Abbasi Halifesi Harun reşid adaletiyle de tanınırdı yaşlı bir adam artık kutsal Toprakları ziyaret edecek kadar paradan daha fazlasını da biriktirmişti ama durumlar malum hac yolunda deve kervanlarında saldırı soygun sıklıkla görülmekteydi bu durumda parasının kalanını nasıl muhafaza edeceğini düşündü durdu.

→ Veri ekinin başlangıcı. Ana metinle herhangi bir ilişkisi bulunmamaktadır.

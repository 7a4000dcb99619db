use std::time::SystemTime;
use time::{OffsetDateTime, format_description::well_known::Rfc3339};

pub mod fixture;
pub mod health;
pub mod leaderboard;
pub mod santa;
pub mod session;
pub mod sse;
pub mod validation;

fn format_system_time(time: SystemTime) -> String {
    OffsetDateTime::from(time)
        .format(&Rfc3339)
        .unwrap_or_else(|_| "invalid-timestamp".into())
}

Bir Sabah Çok samimi olduğu kapı komşunun kapısını tıklattı kapı açıldığında
-Allah’ın Selamı Üzerine olsun komşu ben hac vazifemi yapmak üzere kutsal topraklara gideceğim evde bana hediye gelen zeytin dolu testiyi önce Allaha sonra sana emanet ediyorum döndüğümde alırım
Komşu ise:
-Yolun açık olsun güle güle git ve gel inşallah der
tabi ki o zamanlarda deve sırtında hacca gitmek gelmek aylar sürüyordur. Komşusu hacca gittikten bir kaç gün sonra adam evde yiyecek ekmeğine katık yapacak bir şey alamaz ve hanımına
-Şu komşunun verdiği testiyi bir getir hele biraz alalım üzerinden nasılsa kimse fark etmez der
hanımı
-Bey Haramdır haram olan bir şeyi nasıl yeriz?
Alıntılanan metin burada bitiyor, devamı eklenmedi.